Maori Melting Pot

Wira Gardiner’s Return to Sender and some other books about the Maori
Listener 16 November, 1996.

Keywords: Maori

Hey, Pakeha. Ever been to a hui? You probably walked onto the marae at the back of the manuhiri. You were welcome, the Maori always make you very welcome on their marae, and they will feed you well. Later you sat quietly at the back.

The debate was a bit difficult to follow. It was not just that some of it was in Maori. Even the bits in English did not seem to be connect properly. It was as if you came in late to various of discussions that had been going on for generations.

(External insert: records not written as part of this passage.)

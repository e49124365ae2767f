use chrono::NaiveDate;
use schoolchat::weekday::{resolve_weekday, thai_weekday_of};

// 2025-01-06 is a Monday.
fn monday() -> NaiveDate {
    NaiveDate::from_ymd_opt(2025, 1, 6).unwrap()
}

#[test]
fn maps_dates_to_thai_labels() {
    assert_eq!(thai_weekday_of(monday()), "จันทร์");
    assert_eq!(
        thai_weekday_of(NaiveDate::from_ymd_opt(2025, 1, 5).unwrap()),
        "อาทิตย์"
    );
    assert_eq!(
        thai_weekday_of(NaiveDate::from_ymd_opt(2025, 1, 11).unwrap()),
        "เสาร์"
    );
}

#[test]
fn resolves_explicit_weekday_names() {
    assert_eq!(resolve_weekday("ตารางเรียนวันอังคาร", monday()), Some("อังคาร"));
    assert_eq!(resolve_weekday("ศุกร์ เรียนอะไรบ้าง", monday()), Some("ศุกร์"));
    // Short form of Thursday.
    assert_eq!(resolve_weekday("วันพฤหัส มีคาบไหม", monday()), Some("พฤหัสบดี"));
}

#[test]
fn thursday_short_form_keeps_its_scan_position() {
    // พฤหัส sits at the Thursday slot of the ordered scan, so it beats a
    // later-ordered full name appearing in the same message.
    assert_eq!(resolve_weekday("พฤหัสหรือศุกร์ดี", monday()), Some("พฤหัสบดี"));
}

#[test]
fn explicit_weekday_wins_over_relative_terms() {
    // "พรุ่งนี้" from a Monday would be อังคาร, but the explicit mention of
    // เสาร์ must take precedence regardless of position in the string.
    assert_eq!(
        resolve_weekday("พรุ่งนี้หรือวันเสาร์ดี", monday()),
        Some("เสาร์")
    );
}

#[test]
fn resolves_relative_terms_against_today() {
    assert_eq!(resolve_weekday("ตารางเรียนวันนี้", monday()), Some("จันทร์"));
    assert_eq!(resolve_weekday("พรุ่งนี้เรียนอะไร", monday()), Some("อังคาร"));
    assert_eq!(resolve_weekday("มะรืนนี้มีสอบไหม", monday()), Some("พุธ"));
}

#[test]
fn ignores_whitespace_and_case() {
    assert_eq!(resolve_weekday("  วัน  จันทร์ ", monday()), Some("จันทร์"));
    assert_eq!(resolve_weekday("SCHEDULE วันนี้", monday()), Some("จันทร์"));
}

#[test]
fn returns_none_without_a_day_reference() {
    assert_eq!(resolve_weekday("ห้องสมุดเปิดกี่โมง", monday()), None);
    assert_eq!(resolve_weekday("", monday()), None);
}
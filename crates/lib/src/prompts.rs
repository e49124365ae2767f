//! # Assistant Prompts
//!
//! Prompt text for the assistant's LLM calls: the chat persona preamble and
//! response guidance rendered into the system context, and the Smart Import
//! extraction instructions.

/// The assistant persona, rendered at the top of every system context.
pub const PERSONA_PREAMBLE: &str =
    "คุณคือผู้ช่วย AI ของโรงเรียน ที่ฉลาด เป็นมิตร และให้ข้อมูลที่แม่นยำเกี่ยวกับโรงเรียน กิจกรรม และข้อมูลต่างๆ";

/// Fixed response-style guidance appended to every system context.
pub const RESPONSE_GUIDANCE: &str = "คำแนะนำ:
- ตอบคำถามด้วยภาษาที่เป็นมิตร เข้าใจง่าย
- ใช้ข้อมูลสดจากระบบข้างต้นในการตอบ
- ถ้าไม่แน่ใจหรือไม่มีข้อมูล แนะนำให้ติดต่อเจ้าหน้าที่โรงเรียน
- ใช้อีโมจิให้เหมาะสมเพื่อความน่าสนใจ
- ให้ข้อมูลที่เป็นประโยชน์และตรงประเด็น";

/// The system prompt for the Smart Import extraction call. Instructs the
/// model to emit 3–10 question/answer pairs as a bare JSON array and nothing
/// else; the parser still strips a code fence when the model adds one anyway.
pub const QA_EXTRACTION_SYSTEM_PROMPT: &str = r#"คุณคือผู้ช่วยที่เชี่ยวชาญในการแปลงข้อมูลเป็นคำถาม-คำตอบ (Q&A pairs)

ภารกิจของคุณ:
1. อ่านข้อความที่ผู้ใช้ให้มา (อาจเป็นข้อมูลโรงเรียน ระเบียบ ข้อมูลติดต่อ ฯลฯ)
2. สร้างคำถามที่คนทั่วไปอาจจะถาม จากข้อมูลนั้น
3. ให้คำตอบที่ชัดเจน ตรงประเด็น

กฎการสร้าง:
- สร้าง 3-10 คู่ Q&A ขึ้นอยู่กับความยาวของข้อมูล
- คำถามต้องเป็นธรรมชาติ เหมือนคนถามจริงๆ
- คำตอบต้องตรงคำถาม กระชับ มีประโยชน์
- หากข้อมูลมีหลายหัวข้อ ให้แยก Q&A ตามหัวข้อ
- อย่าสร้างคำถามที่ไม่มีคำตอบในข้อมูล

รูปแบบ output: JSON array ของ objects
[
  { "question": "...", "answer": "..." },
  { "question": "...", "answer": "..." }
]

ตอบเฉพาะ JSON array เท่านั้น ห้ามใส่ข้อความอื่น"#;

/// The user prompt for the Smart Import extraction call.
/// Placeholder: `{text}`.
pub const QA_EXTRACTION_USER_PROMPT: &str = "ข้อมูล:\n{text}";
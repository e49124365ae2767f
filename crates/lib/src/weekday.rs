//! # Weekday Resolver
//!
//! Maps free text to a canonical Thai day-of-week label. Explicit weekday
//! names always win over relative terms ("วันนี้", "พรุ่งนี้", "มะรืนนี้")
//! appearing in the same message.

use chrono::{Datelike, Duration, NaiveDate};

/// The seven canonical weekday labels, indexed Sunday-first to match
/// `chrono::Weekday::num_days_from_sunday`.
pub const THAI_WEEKDAYS: [&str; 7] = [
    "อาทิตย์",
    "จันทร์",
    "อังคาร",
    "พุธ",
    "พฤหัสบดี",
    "ศุกร์",
    "เสาร์",
];

/// Alternate spellings accepted for an explicit weekday mention.
/// Thursday is commonly shortened to "พฤหัส".
const WEEKDAY_ALIASES: [(&str, &str); 1] = [("พฤหัส", "พฤหัสบดี")];

/// Returns the Thai weekday label for a calendar date.
pub fn thai_weekday_of(date: NaiveDate) -> &'static str {
    THAI_WEEKDAYS[date.weekday().num_days_from_sunday() as usize]
}

/// Resolves a day reference in `message` to a canonical weekday label.
///
/// Checks, in order: the seven explicit weekday names (with or without the
/// leading "วัน" qualifier, aliases checked at their day's slot), then the
/// three recognized relative terms against `today`. Returns `None` when the
/// message carries no day reference.
pub fn resolve_weekday(message: &str, today: NaiveDate) -> Option<&'static str> {
    let normalized: String = message
        .chars()
        .filter(|c| !c.is_whitespace())
        .collect::<String>()
        .to_lowercase();

    for day in THAI_WEEKDAYS {
        if normalized.contains(&format!("วัน{day}")) || normalized.contains(day) {
            return Some(day);
        }
        // An alias counts as a mention of its day, at the same scan position.
        for (alias, target) in WEEKDAY_ALIASES {
            if target == day && normalized.contains(alias) {
                return Some(day);
            }
        }
    }

    if normalized.contains("วันนี้") {
        return Some(thai_weekday_of(today));
    }
    if normalized.contains("พรุ่งนี้") {
        return Some(thai_weekday_of(today + Duration::days(1)));
    }
    if normalized.contains("มะรืนนี้") {
        return Some(thai_weekday_of(today + Duration::days(2)));
    }

    None
}
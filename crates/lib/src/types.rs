use serde::{Deserialize, Serialize};

/// A stored question/answer pair with category and keyword metadata.
///
/// This is the unit served by both the deterministic schedule lookup and the
/// general knowledge search. `keywords` is a comma-joined, unordered list.
#[derive(Serialize, Deserialize, Debug, Clone, PartialEq)]
pub struct KnowledgeEntry {
    pub id: i64,
    pub question: String,
    pub answer: String,
    pub keywords: String,
    pub category: String,
    pub created_at: String,
    pub updated_at: String,
}

/// The speaker of a single conversation turn.
#[derive(Serialize, Deserialize, Debug, Clone, Copy, PartialEq, Eq)]
#[serde(rename_all = "lowercase")]
pub enum Role {
    User,
    Assistant,
}

/// One turn of the client-held conversation history, ordered oldest first.
///
/// History is ephemeral: it is passed into the pipeline per request and never
/// persisted by the core.
#[derive(Serialize, Deserialize, Debug, Clone)]
pub struct ConversationTurn {
    pub role: Role,
    pub content: String,
}

/// The identity of the person asking, when the surrounding application has a
/// session for them. Schedule resolution requires the class code; general Q&A
/// does not.
#[derive(Serialize, Deserialize, Debug, Clone)]
pub struct Asker {
    pub id: i64,
    pub first_name: String,
    pub last_name: String,
    pub class_code: String,
}

/// A transient question/answer pair extracted by the Smart Import LLM call,
/// validated (both fields non-empty) before becoming a [`KnowledgeEntry`].
#[derive(Serialize, Deserialize, Debug, Clone)]
pub struct QaPair {
    #[serde(default)]
    pub question: String,
    #[serde(default)]
    pub answer: String,
}

/// An announcement as read from the portal's record store.
#[derive(Serialize, Deserialize, Debug, Clone)]
pub struct Announcement {
    pub id: i64,
    pub title: String,
    pub content: String,
    pub created_at: String,
}

/// A calendar event as read from the portal's record store.
#[derive(Serialize, Deserialize, Debug, Clone)]
pub struct Event {
    pub id: i64,
    pub title: String,
    pub description: String,
    pub event_date: String,
}

/// A published schedule notice (class timetable, exam timetable, ...).
#[derive(Serialize, Deserialize, Debug, Clone)]
pub struct ScheduleNotice {
    pub id: i64,
    pub title: String,
    pub schedule_type: String,
    pub description: String,
    pub date: String,
}
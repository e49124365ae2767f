//! # Knowledge Classifier
//!
//! Rule-based categorizer and keyword builder, applied whenever a knowledge
//! entry is created or updated without explicit metadata. The category rules
//! are an ordered list of (keyword group, label) pairs evaluated in sequence:
//! a text about an event that also mentions class times must classify as
//! เวลาเรียน, so the time group is checked first and contact last before the
//! default.

/// The default category, also used as a sentinel meaning "classify for me".
pub const GENERAL_CATEGORY: &str = "ทั่วไป";

/// Sentinel category values that request automatic classification.
pub const AUTO_SENTINELS: [&str; 3] = ["ทั่วไป", "อัตโนมัติ", "auto"];

/// Ordered category rules. First group with any member present wins.
const CATEGORY_RULES: [(&[&str], &str); 5] = [
    (
        &["เวลาเรียน", "เข้าเรียน", "เลิกเรียน", "ตารางเรียน", "schedule", "time"],
        "เวลาเรียน",
    ),
    (&["กิจกรรม", "ปฏิทิน", "event", "งาน", "ชุมนุม"], "กิจกรรม"),
    (&["แต่งกาย", "ระเบียบ", "เครื่องแบบ", "กฎ", "ข้อบังคับ"], "ระเบียบ"),
    (&["ติดต่อ", "โทร", "เบอร์", "อีเมล", "email", "facebook"], "ติดต่อ"),
    (
        &["ห้องสมุด", "library", "โรงอาหาร", "อาคาร", "ตำแหน่ง", "สถานที่"],
        "สถานที่",
    ),
];

/// Seed keyword lists per category. The stored keyword string is always a
/// superset of the category's seeds, which keeps substring-search recall
/// stable even when the author supplied no keywords.
const KEYWORD_SEEDS: [(&str, &[&str]); 6] = [
    ("เวลาเรียน", &["เวลา", "เข้าเรียน", "เลิกเรียน", "ตาราง", "พักเที่ยง"]),
    ("กิจกรรม", &["กิจกรรม", "ปฏิทิน", "งาน", "ชุมนุม", "แข่งขัน"]),
    ("ระเบียบ", &["ระเบียบ", "แต่งกาย", "เครื่องแบบ", "กฎ", "วินัย"]),
    ("ติดต่อ", &["ติดต่อ", "โทร", "เบอร์", "อีเมล", "facebook"]),
    ("สถานที่", &["ห้องสมุด", "โรงอาหาร", "อาคาร", "ห้อง", "ตำแหน่ง"]),
    ("ทั่วไป", &["ข้อมูล", "โรงเรียน", "ทั่วไป"]),
];

/// The result of classifying a question/answer pair.
#[derive(Debug, Clone, PartialEq, Eq)]
pub struct Classification {
    pub category: String,
    pub keywords: String,
}

fn normalize(text: &str) -> String {
    text.to_lowercase()
        .split_whitespace()
        .collect::<Vec<_>>()
        .join(" ")
}

/// Detects the category of a question/answer pair against the ordered rules.
pub fn detect_category(question: &str, answer: &str) -> &'static str {
    let text = format!("{} {}", normalize(question), normalize(answer));
    for (members, label) in CATEGORY_RULES {
        if members.iter().any(|kw| text.contains(kw)) {
            return label;
        }
    }
    GENERAL_CATEGORY
}

/// Builds the comma-joined keyword string for a category: the category's seed
/// list, plus any seed actually found in the text, collapsed by set union in
/// seed order.
pub fn build_keywords(category: &str, question: &str, answer: &str) -> String {
    let seeds = KEYWORD_SEEDS
        .iter()
        .find(|(cat, _)| *cat == category)
        .map(|(_, seeds)| *seeds)
        .unwrap_or(&[]);

    let text = format!("{} {}", normalize(question), normalize(answer));
    let mut keywords: Vec<&str> = seeds.to_vec();
    for kw in seeds {
        if text.contains(kw) && !keywords.contains(kw) {
            keywords.push(kw);
        }
    }
    keywords.join(", ")
}

/// Classifies a question/answer pair, producing a category and keyword string.
pub fn classify(question: &str, answer: &str) -> Classification {
    let category = detect_category(question, answer);
    Classification {
        category: category.to_string(),
        keywords: build_keywords(category, question, answer),
    }
}

/// Whether a caller-supplied category should be replaced by auto-detection.
pub fn is_auto_category(category: Option<&str>) -> bool {
    match category {
        Some(cat) => {
            let trimmed = cat.trim();
            trimmed.is_empty() || AUTO_SENTINELS.contains(&trimmed)
        }
        None => true,
    }
}
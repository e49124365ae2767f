//! # Context Assembler
//!
//! Gathers the latest announcements, events, schedule notices, and knowledge
//! entries into a single instruction-style text block given to the LLM as
//! grounding. Rendering is a pure function over an explicit snapshot, so it is
//! independently testable and concurrent requests never observe another
//! request's in-flight context. The text is rebuilt fresh per request and
//! never persisted.

use crate::{
    errors::ProviderError,
    prompts::{PERSONA_PREAMBLE, RESPONSE_GUIDANCE},
    providers::db::SqliteProvider,
    types::{Announcement, Asker, Event, KnowledgeEntry, ScheduleNotice},
};
use chrono::DateTime;

const ANNOUNCEMENT_CONTEXT_LIMIT: u32 = 5;
const EVENT_CONTEXT_LIMIT: u32 = 5;
const SCHEDULE_CONTEXT_LIMIT: u32 = 5;
const KNOWLEDGE_CONTEXT_LIMIT: usize = 10;

/// A point-in-time view of the live data the assistant grounds its answers on.
#[derive(Debug, Clone, Default)]
pub struct ContextSnapshot {
    pub announcements: Vec<Announcement>,
    pub events: Vec<Event>,
    pub schedules: Vec<ScheduleNotice>,
    pub knowledge: Vec<KnowledgeEntry>,
}

/// Reads the current snapshot from the record store.
pub async fn gather_snapshot(store: &SqliteProvider) -> Result<ContextSnapshot, ProviderError> {
    let announcements = store
        .list_recent_announcements(ANNOUNCEMENT_CONTEXT_LIMIT)
        .await?;
    let events = store.list_recent_events(EVENT_CONTEXT_LIMIT).await?;
    let schedules = store.list_recent_schedules(SCHEDULE_CONTEXT_LIMIT).await?;
    let mut knowledge = store.search_knowledge("").await?;
    knowledge.truncate(KNOWLEDGE_CONTEXT_LIMIT);

    Ok(ContextSnapshot {
        announcements,
        events,
        schedules,
        knowledge,
    })
}

/// Renders the system context: persona preamble, optional asker identity,
/// one bulleted section per data source, and fixed response guidance.
pub fn build_system_context(snapshot: &ContextSnapshot, asker: Option<&Asker>) -> String {
    let user_info = asker
        .map(|a| {
            format!(
                "ผู้ใช้ปัจจุบัน: {} {} ห้อง {}\n\n",
                a.first_name, a.last_name, a.class_code
            )
        })
        .unwrap_or_default();

    let mut context = format!("{PERSONA_PREAMBLE}\n\n{user_info}ข้อมูลสดจากระบบโรงเรียน:\n\n");

    if !snapshot.announcements.is_empty() {
        context.push_str("📢 ประกาศล่าสุด:\n");
        for a in &snapshot.announcements {
            context.push_str(&format!(
                "- {}: {} ({})\n",
                a.title,
                a.content,
                format_date(&a.created_at)
            ));
        }
        context.push('\n');
    }

    if !snapshot.events.is_empty() {
        context.push_str("📅 กิจกรรมที่จะถึง:\n");
        for e in &snapshot.events {
            context.push_str(&format!(
                "- {}: {} (วันที่: {})\n",
                e.title,
                e.description,
                format_date(&e.event_date)
            ));
        }
        context.push('\n');
    }

    if !snapshot.schedules.is_empty() {
        context.push_str("🗓️ ตารางล่าสุด:\n");
        for s in &snapshot.schedules {
            context.push_str(&format!(
                "- {} ({}): {} ({})\n",
                s.title,
                s.schedule_type,
                s.description,
                format_date(&s.date)
            ));
        }
        context.push('\n');
    }

    if !snapshot.knowledge.is_empty() {
        context.push_str("💡 ฐานความรู้โรงเรียน:\n");
        for k in &snapshot.knowledge {
            context.push_str(&format!("Q: {}\nA: {}\n\n", k.question, k.answer));
        }
    }

    context.push('\n');
    context.push_str(RESPONSE_GUIDANCE);
    context
}

/// Formats a stored timestamp as a short date, passing unparseable values
/// through unchanged.
pub fn format_date(raw: &str) -> String {
    if let Ok(dt) = DateTime::parse_from_rfc3339(raw) {
        return dt.format("%d/%m/%Y").to_string();
    }
    if let Ok(date) = raw.parse::<chrono::NaiveDate>() {
        return date.format("%d/%m/%Y").to_string();
    }
    raw.to_string()
}
#[tokio::main]
async fn main() -> anyhow::Result<()> {
    schoolchat_server::start().await
}
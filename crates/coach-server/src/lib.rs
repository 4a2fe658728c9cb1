//! coach-server - REST API server for the coaching engine.
//!
//! # Example
//!
//! ```ignore
//! use std::sync::Arc;
//! use coach_server::{create_engine, create_server, load_config, AppState};
//!
//! #[tokio::main]
//! async fn main() {
//!     let engine = Arc::new(create_engine(load_config().unwrap()).unwrap());
//!     let app = create_server(AppState::new(engine));
//!
//!     let listener = tokio::net::TcpListener::bind("0.0.0.0:8080").await.unwrap();
//!     axum::serve(listener, app).await.unwrap();
//! }
//! ```

pub mod error;
pub mod factory;
pub mod middleware;
pub mod routes;
pub mod state;

pub use error::{ApiError, ApiResult};
pub use factory::{create_engine, load_config};
pub use state::AppState;

use axum::{middleware as axum_middleware, Router};
use tower_http::trace::TraceLayer;

/// Create the server with all routes and middleware.
pub fn create_server(state: AppState) -> Router {
    routes::create_router(state)
        .layer(TraceLayer::new_for_http())
        .layer(middleware::cors_layer())
        .layer(axum_middleware::from_fn(middleware::logging_middleware))
}
//! Error handling for the REST API server.

use axum::{
    http::StatusCode,
    response::{IntoResponse, Response},
    Json,
};
use coach_core::error::CoachError;
use serde::Serialize;
use std::fmt;

/// API error type.
#[derive(Debug)]
pub struct ApiError {
    pub status: StatusCode,
    pub code: String,
    pub message: String,
    pub details: Option<serde_json::Value>,
}

impl ApiError {
    pub fn new(status: StatusCode, code: impl Into<String>, message: impl Into<String>) -> Self {
        Self {
            status,
            code: code.into(),
            message: message.into(),
            details: None,
        }
    }

    pub fn with_details(mut self, details: serde_json::Value) -> Self {
        self.details = Some(details);
        self
    }

    // Common error constructors
    pub fn bad_request(message: impl Into<String>) -> Self {
        Self::new(StatusCode::BAD_REQUEST, "BAD_REQUEST", message)
    }

    pub fn not_found(message: impl Into<String>) -> Self {
        Self::new(StatusCode::NOT_FOUND, "NOT_FOUND", message)
    }

    pub fn validation(message: impl Into<String>) -> Self {
        Self::new(StatusCode::UNPROCESSABLE_ENTITY, "VALIDATION_ERROR", message)
    }

}

impl fmt::Display for ApiError {
    fn fmt(&self, f: &mut fmt::Formatter<'_>) -> fmt::Result {
        write!(f, "[{}] {}: {}", self.status, self.code, self.message)
    }
}

impl std::error::Error for ApiError {}

/// Error response body.
#[derive(Debug, Serialize)]
pub struct ErrorResponse {
    pub error: ErrorBody,
}

#[derive(Debug, Serialize)]
pub struct ErrorBody {
    pub code: String,
    pub message: String,
    #[serde(skip_serializing_if = "Option::is_none")]
    pub details: Option<serde_json::Value>,
}

impl IntoResponse for ApiError {
    fn into_response(self) -> Response {
        let body = ErrorResponse {
            error: ErrorBody {
                code: self.code,
                message: self.message,
                details: self.details,
            },
        };

        (self.status, Json(body)).into_response()
    }
}

impl From<CoachError> for ApiError {
    fn from(err: CoachError) -> Self {
        let code = err.code().as_str();
        let suggestion = err.suggestion().map(str::to_string);
        let api = match &err {
            CoachError::NotFound { message, .. } => {
                ApiError::new(StatusCode::NOT_FOUND, code, message.clone())
            }
            CoachError::Validation { message, details, .. } => {
                let api = ApiError::new(StatusCode::UNPROCESSABLE_ENTITY, code, message.clone());
                if details.is_empty() {
                    api
                } else {
                    api.with_details(serde_json::json!(details))
                }
            }
            CoachError::InvalidTransition { message, .. } => {
                ApiError::new(StatusCode::CONFLICT, code, message.clone())
            }
            CoachError::Configuration(msg) => ApiError::bad_request(msg.clone()),
            CoachError::UnsupportedProvider { provider } => {
                ApiError::bad_request(format!("Unsupported provider: {}", provider))
            }
            CoachError::Prediction { message, .. }
            | CoachError::Delivery { message, .. }
            | CoachError::Network { message, .. } => {
                ApiError::new(StatusCode::BAD_GATEWAY, code, message.clone())
            }
            other => ApiError::new(StatusCode::INTERNAL_SERVER_ERROR, code, other.to_string()),
        };
        match suggestion {
            Some(hint) if api.details.is_none() => {
                api.with_details(serde_json::json!({ "suggestion": hint }))
            }
            _ => api,
        }
    }
}

/// Result type alias for API handlers.
pub type ApiResult<T> = Result<T, ApiError>;
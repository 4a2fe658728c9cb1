//! Notification transport trait.

use async_trait::async_trait;
use serde::{Deserialize, Serialize};

use crate::error::CoachResult;
use crate::types::{CoachingMessage, MessagePriority, MessageType};

/// Payload handed to a transport.
#[derive(Debug, Clone, PartialEq, Serialize, Deserialize)]
pub struct Notification {
    pub message_id: String,
    pub user_id: String,
    pub title: String,
    pub body: String,
    #[serde(skip_serializing_if = "Option::is_none")]
    pub action_text: Option<String>,
    #[serde(skip_serializing_if = "Option::is_none")]
    pub action_url: Option<String>,
    pub priority: MessagePriority,
    pub message_type: MessageType,
}

impl From<&CoachingMessage> for Notification {
    fn from(message: &CoachingMessage) -> Self {
        Self {
            message_id: message.id.to_string(),
            user_id: message.user_id.clone(),
            title: message.title.clone(),
            body: message.body.clone(),
            action_text: message.action_text.clone(),
            action_url: message.action_url.clone(),
            priority: message.priority,
            message_type: message.message_type,
        }
    }
}

/// Outbound notification transport (push, email, webhook...).
///
/// A delivery either succeeds or returns an error. Implementations do not
/// retry; the message stays queued and the next delivery tick picks it up.
#[cfg_attr(test, mockall::automock)]
#[async_trait]
pub trait Notifier: Send + Sync {
    async fn deliver(&self, notification: &Notification) -> CoachResult<()>;
}

/// Notifier configuration.
#[derive(Debug, Clone, Default, Serialize, Deserialize)]
pub struct NotifierConfig {
    /// Target URL for webhook transports.
    #[serde(skip_serializing_if = "Option::is_none")]
    pub url: Option<String>,
    /// Shared secret used to sign webhook payloads.
    #[serde(skip_serializing_if = "Option::is_none")]
    pub secret: Option<String>,
    /// Per-request timeout in seconds. Zero uses the transport default.
    #[serde(default)]
    pub timeout_secs: u64,
}
#[cfg(test)]
mod tests {
    use super::*;
    use std::io::Write;

    #[test]
    fn test_defaults_are_valid() {
        let config = CoachConfig::default();
        assert!(config.validate().is_ok());
        assert_eq!(config.governor.daily_caps.cap_for(FrequencyTier::Minimal), 1);
        assert_eq!(config.governor.daily_caps.cap_for(FrequencyTier::Daily), 2);
        assert_eq!(config.governor.disabled_threshold, DISABLED_PREFERENCE);
    }

    #[test]
    fn test_cooldown_override() {
        let mut governor = GovernorConfig::default();
        assert_eq!(governor.cooldown_hours(MessageType::StreakRiskWarning), 12);
        governor.cooldown_overrides.insert(MessageType::StreakRiskWarning, 4);
        assert_eq!(governor.cooldown_hours(MessageType::StreakRiskWarning), 4);
    }

    #[test]
    fn test_task_window_wraps_midnight() {
        let window = TaskSchedule::new(60, 22, 2);
        assert!(window.allows_hour(23));
        assert!(window.allows_hour(1));
        assert!(!window.allows_hour(12));
        assert!(TaskSchedule::new(5, 6, 23).allows_hour(23));
        assert!(!TaskSchedule::new(5, 6, 23).allows_hour(5));
    }

    #[test]
    fn test_builder_rejects_zero_cap() {
        let governor = GovernorConfig {
            daily_caps: DailyCaps {
                minimal: 0,
                ..Default::default()
            },
            ..Default::default()
        };
        assert!(CoachConfig::builder().governor(governor).build().is_err());
    }

    #[test]
    fn test_rejects_unknown_timezone() {
        let schedule = ScheduleConfig {
            timezone: "Nowhere/Special".to_string(),
            ..Default::default()
        };
        assert!(CoachConfig::builder().schedule(schedule).build().is_err());
    }

    #[test]
    fn test_from_toml_file() {
        let mut file = tempfile::Builder::new().suffix(".toml").tempfile().unwrap();
        writeln!(
            file,
            r#"
[governor.daily_caps]
optimal = 4

[governor.cooldown_overrides]
goal_suggestion = 96

[delivery]
min_spacing_minutes = 45
"#
        )
        .unwrap();
        let config = CoachConfig::from_file(file.path()).unwrap();
        assert_eq!(config.governor.daily_caps.optimal, 4);
        assert_eq!(config.governor.daily_caps.minimal, 1);
        assert_eq!(config.governor.cooldown_hours(MessageType::GoalSuggestion), 96);
        assert_eq!(config.delivery.min_spacing_minutes, 45);
    }

    #[test]
    fn test_from_file_rejects_unknown_message_type_key() {
        let mut file = tempfile::Builder::new().suffix(".json").tempfile().unwrap();
        write!(file, r#"{{"governor": {{"cooldown_overrides": {{"spam_blast": 1}}}}}}"#).unwrap();
        assert!(CoachConfig::from_file(file.path()).is_err());
    }

    #[test]
    fn test_unsupported_extension() {
        let file = tempfile::Builder::new().suffix(".ini").tempfile().unwrap();
        assert!(CoachConfig::from_file(file.path()).is_err());
    }
}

Then the man next to you began to comment. That speaker, who seemed to be hardly anyone, was a man of great mana, who would be listened to carefully. That one, despite the rhetoric, would be hardly listened to. Her, she is young, but has a good whakapapa, is very well educated, knows the tikanga, and will go far. “You see.”

As the kaumatua whispers in your ear, the debate begins to take shape. It seemed a straightforward enough proposition, but other matters cut across. A couple of hapu were quarrelling. There is an alliance with this iwi, and antagonism with that. Hone and Tama are contending for leadership in the next generation. You guess the kaumatua has his own perspective, but you are damned lucky to be given it. You begin to relax, and laugh with everyone when one of the young men, brings in a ladder, climbs up it, and berates the government, as he looks down on their representatives. There is a lot of theatre on the marae.

Perhaps you have never had the privilege of such an experience. But you almost can. Read Wira Gardiner’s Return to Sender, which is an account of the thirteen hui the government and Maori in 1995 held to discuss the fiscal envelope proposal to settle the past Maori grievances within a fixed sum of one billion dollars. It was inevitable that the Maori would turn it down. Hirini Meade of Ngati Awa caught the Maori mood precisely when he said his iwi would “accept all down payments”.

Gardiner, as chief executive of Te Puni Kokiri the government’s Maori advisers, is a far from independent observer. His vast knowledge was backed by those in the department, while the account seems based on departmental records as well as his memory. One interest is his descriptions of the government organization of the hui. But the privilege is to be there, as if you on the marae, listening to the debate, with such an admirable guide. My one grumble is there is no index. The Maori often relies on memory for personal detail, this pakeha needs a hard copy prompt.

For me the chief lesson of the book was not so much about the envelope proposal, but the enormous diversity within Maoridom. The Pakeha tend to treat Maori as united, and are astonished when cleavages surface. In fact the Maori are as divided on most issues as a similar sized group of Pakeha – perhaps more, for they have more history. Sure they tend to be united when confronting the government over a grievance, the situation we are most likely to observe them in public. But your hui experience, or the book, tells another story.

And while I recommend the book if you want to understand more about Maori politics, Gardiner has his own agenda, which includes a robust defence of his staff against some of the sillier criticisms of them. For a different perspective read Ranginui Walker’s Nga Pepe a Ranganui: The Walker Papers. Of course Ranginui and Wira dont agree on everything – they are Maori.

Like the rest of us, the Maori live in families. Again you may never share life with a Maori whanau, but if you want some glimpses, Read Dame Joan Metge’s New Growth From Old: The Whanau in the Modern World. Joan – every one calls her “Joan” – is not a Maori, but she has been studying Maoridom over five decades as an anthropologist with considerable empathy for her subjects. Her latest books takes you through the research literature on Maori families, in a sensitive and informed – and wise – way. There are numerous insights. One I cherish was the Maori approach to child rearing is that the whole village brings up its children. When a pakeha advises the Maori parents that they saw their children up to mischief, the reaction is “why didn’t you tell the kids off?”

The portrait of the family in the book may be a little out of date. With urbanization and under economic pressures, Maori families are in transition (as are Pakeha ones). But if you want to understand what is happening to the whanau reading this book is a good place to start.

This is a book oriented for an academic/specialist audience. Inside there is a super book for the general reader. Another version, edited to about half the length (with photographs by Ans Westra), would be valued reading by New Zealanders with a Maori family in their village or on their street.